For ex “Bis” talents for Firemage would normally include Sun King’s Blessing and shifting power. But neither of those talents do me any good in a fight like Monday on Volcoross HC, where I can´t even get the 10 SKB stacks up before the boss is dead so as to to actually get to hardcast+combust +SP.
I see so many people just blindly copy the talent builds from WoWhead or IV and not have the slightest clue what their buttons actually do that´s its not even funny… like the demo lock yesterday that always popped his tyrant on pull and only then actually started to summon demons… he should have been eating me alive with his gear, but since he didn´t have a clue what his buttons actually do and how they interact, his felguard later asked if he could be my pet from now on after the raid (I told him only if he respecs to succubus )
My advice: Don´t look at the talent builds from guides at all while leveling, especially if its a new class…build it yourself, ideally taking primarily passive talents, so you know what your buttons actually do, and only then start adding more when you have a working grasp on the ones you already have. Otherwise you´re just confusing yourself even more and sacrificing thourghput because you`re “probably” not lining up your skills correctly, like said demo lock… he would have been better off leaving tyrant, his biggest spec cd, out completely and going for something like imp gang boss which would give him more sustained DPS and not require “proper” use to actually be worth speccing. And he didn’t use power siphon at all… so why even spend the point on it?
And the knowledge you gain from that has immeasurable advantages.

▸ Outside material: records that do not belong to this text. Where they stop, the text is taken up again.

//! # alfred-rag
//!
//! The retrieval-augmented answer pipeline for the Alfred document
//! assistant: query expansion, multi-query retrieval, deduplication,
//! cross-encoder reranking, confidence gating, context assembly, and
//! answer synthesis with source attribution.
//!
//! The pipeline composes three external collaborators behind traits:
//! an [`Embedder`], a [`VectorIndex`], and a [`RelevanceModel`], plus the
//! [`Llm`](alfred_core::Llm) used for expansion and generation.
//!
//! # Example
//!
//! ```rust,ignore
//! use std::sync::Arc;
//! use alfred_rag::{InMemoryIndex, RagConfig, RagPipeline};
//!
//! let pipeline = RagPipeline::builder()
//!     .config(RagConfig::default())
//!     .embedder(Arc::new(my_embedder))
//!     .index(Arc::new(InMemoryIndex::new()))
//!     .relevance(Arc::new(my_reranker))
//!     .llm(my_model)
//!     .build()?;
//!
//! pipeline.ingest(&chunks).await?;
//! let mut history = Vec::new();
//! let answer = pipeline.answer("What is the warranty period?", &mut history).await;
//! ```

pub mod config;
pub mod context;
pub mod dedup;
pub mod document;
pub mod embedding;
pub mod error;
pub mod expand;
pub mod inmemory;
pub mod nim;
pub mod pipeline;
pub mod relevance;
pub mod rerank;
pub mod vectorstore;

pub use config::{RagConfig, RagConfigBuilder};
pub use context::{AssembledContext, assemble_context, source_label};
pub use dedup::dedup_chunks;
pub use document::{DocChunk, Hit, Metadata, ScoredChunk};
pub use embedding::Embedder;
pub use error::{RagError, Result};
pub use expand::QueryExpander;
pub use inmemory::InMemoryIndex;
pub use nim::{NimEmbedder, NimReranker};
pub use pipeline::{
    Answer, GENERATION_FAILURE_RESPONSE, NO_INFORMATION_RESPONSE, RagPipeline, RagPipelineBuilder,
    RetrievalOptions, SourceScore, extract_answer, passes_gate,
};
pub use relevance::RelevanceModel;
pub use rerank::rerank;
pub use vectorstore::VectorIndex;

For ex just today (wed) we had problems finding reliable and good PuG healers, so one of our tanks switched to their priest… I was there on my 506 UHDK just testing, hadn´t even opened the Blood tree since prepatch, but was able to quickly rebuild a workable blood spec and take over the tank role for Nymue and Smolderon and survive well into the latter´s enrage… and after teh raid, hmm, yeah, 1 point difference to the wowhead guide, because I active forego execute DpS in favor of survivability.
Same… especially as far as the class tree is concerned… if you understand that tree, you can easliy build encounter saving utility into almost any class, for ex a mage specced into blastwave, Dragons breath, and spellsteal can basically solo an entire wave of Raszageth sparks with 4-5-6 gcds, if people aren´t horribly out of position.
But if you just take whatever a guide says and don´t question anything, you´ll never be able to do things like that.
As far as “which” guides, WoWhead or Icyveins, they´re usually the same guides, anyway with only a few exceptions.
What for? at 80 you´re going to have all of the hero talents, anyway, and anything before 80 is irrelevant becasue overtuned for leveling. Only thing to “guide” is the 1-2-3 choice nodes depending on class, and most of them are balanced close enough or of svery similar utility, so that it doesn’t really matter which of the 2 you choose unless you’re playing at a level >95% of us will only ever dream of and actually need the .5% more dps…so, .1% title or HOF level…
A mix of
https://www.method.gg/
https://www.icy-veins.com/
I prefer them over wowhead.
Icy-veins, sometimes wowhead only if icy-veins copy import fails! xD
Wowhead and Icy-Veins. Then look at my own meters and adjust.
I second this.
As for talent guides, my preference is Peak of Serenity. I’ll glance at the recommendations and tailor things to what I’m doing and how I like to play. I likes me some Detox and Whirling Dragon Punch.